The Gospels each discuss the baptism of Jesus, in addition to the resurrection. The accounts of Jesus’s baptism are all very similar. Each account mentions the Holy Ghost descending from the sky and coming to rest on Jesus following his baptism. All accounts but John also mention the clouds in the sky opening up for the Holy Ghost to descend, and the Holy Ghost being like a dove; all accounts but John also say that when the Holy Ghost descended, God spoke, saying this was his beloved Son, in whom He was well pleased. Jesus’s birth is discussed in only two of the Gospels, Matthew and Luke. Matthew’s account is the typical Christmas story that we all hear, with Mary giving birth in the manger and the three wise men coming bearing gifts. Luke goes into a little more detail, discussing events leading up to Jesus’s birth, including the conception of John the Baptist, and Mary’s visit with her cousin Elizabeth (John’s mother) after finding out she was to bear the child of God. It is unclear why Mark and John do not discuss the birth of Jesus in their Gospels; perhaps they did not find it to be as important as Jesus’s baptism, but we do not know for sure. However, the account of the birth of Jesus, with all of its prophetic signs and miraculous occurrences, is just as much of a testament to God’s great power and love and overall plan for Jesus on earth as are the other parts of the story. The birth should certainly not be ignored in a study of Jesus’s life.

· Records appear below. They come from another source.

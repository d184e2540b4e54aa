use std::net::SocketAddr;
use std::time::Duration;

use anyhow::{Result, bail};
use clap::{Parser, ValueEnum};
use reqwest::Url;
use stock_core::FieldAlignment;

use crate::config;

/// Stock Server - отдаёт цены акций по HTTP, котировки берёт у внешнего API.
///
/// Пример запроса: GET /stock/symbol=MSFT,AAPL,FAX&stock_exchange=NASDAQ,AMEX
#[derive(Parser, Debug, Clone)]
#[command(name = "stock-server", version, about)]
pub(crate) struct Args {
    /// HTTP bind address, например 0.0.0.0:3000
    #[arg(long, default_value = config::BIND_ADDR)]
    pub(crate) bind: SocketAddr,

    /// URL API котировок
    #[arg(long, default_value = config::UPSTREAM_URL)]
    pub(crate) upstream_url: Url,

    /// Токен доступа к API котировок
    #[arg(long, env = config::API_TOKEN_ENV, hide_env_values = true)]
    pub(crate) api_token: String,

    /// Таймаут запроса к API котировок, секунды
    #[arg(long, default_value_t = config::UPSTREAM_TIMEOUT_S)]
    pub(crate) upstream_timeout_s: u64,

    /// Как сопоставлять поля symbol/price/stock_exchange_short в ответе API
    #[arg(long, value_enum, default_value_t = Alignment::Strict)]
    pub(crate) field_alignment: Alignment,
}

#[derive(ValueEnum, Debug, Clone, Copy, PartialEq, Eq)]
pub(crate) enum Alignment {
    /// количество полей должно совпадать, иначе 502
    Strict,
    /// сопоставление по индексу как есть
    Positional,
}

impl From<Alignment> for FieldAlignment {
    fn from(a: Alignment) -> Self {
        match a {
            Alignment::Strict => FieldAlignment::Strict,
            Alignment::Positional => FieldAlignment::Positional,
        }
    }
}

impl Args {
    pub(crate) fn validate(&self) -> Result<()> {
        if self.api_token.trim().is_empty() {
            bail!("--api-token is empty");
        }
        if self.upstream_timeout() < config::MIN_UPSTREAM_TIMEOUT {
            bail!(
                "--upstream-timeout-s must be at least {}s (got: {})",
                config::MIN_UPSTREAM_TIMEOUT.as_secs(),
                self.upstream_timeout_s
            );
        }
        if !matches!(self.upstream_url.scheme(), "http" | "https") {
            bail!("--upstream-url must be http(s) (got: {})", self.upstream_url);
        }
        Ok(())
    }

    pub(crate) fn upstream_timeout(&self) -> Duration {
        Duration::from_secs(self.upstream_timeout_s)
    }
}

The Apostle Paul, while he did not know Jesus personally, nonetheless became the most influential person in the early Christian religion after a conversion experience on the road to Damascus. It is because of Paul that the early Christian church gained so many converts so quickly, and he was the author of much of the early Christian doctrine. Paul was and is a controversial figure, particularly in regards to his teachings. This is why there is an Orthodox Christian church that follows the teachings of Peter, while all other Christian churches follow the teachings of Paul. Paul taught that salvation was to be had by belief in Christ and His resurrection alone, and that the old Jewish Mosaic laws were obsolete since the resurrection; this was highly controversial for the time, and caused a major rift between Paul and Peter. Paul was also a big advocate of bringing Gentiles into the Christian church, and not requiring them to follow Mosaic law or be circumcised (another reason for the Peter/Paul rift). Paul also taught that the dead who believe in Christ Jesus shall rise again one day, on the day of judgment. While this is essentially what the four Gospels also teach, it is very different from the traditional Jewish concept of Sheol, a place where only a shadow of a person’s former self remains after death, and where the dead are abandoned forever; there is no concept of being near God after death, while in Paul’s and Christianity’s teachings, the dead are eventually reunited with God and Christ in heaven, to be with them always.
The Holy Bible (King James version). (1958) Philadelphia, PA: National Bible Press.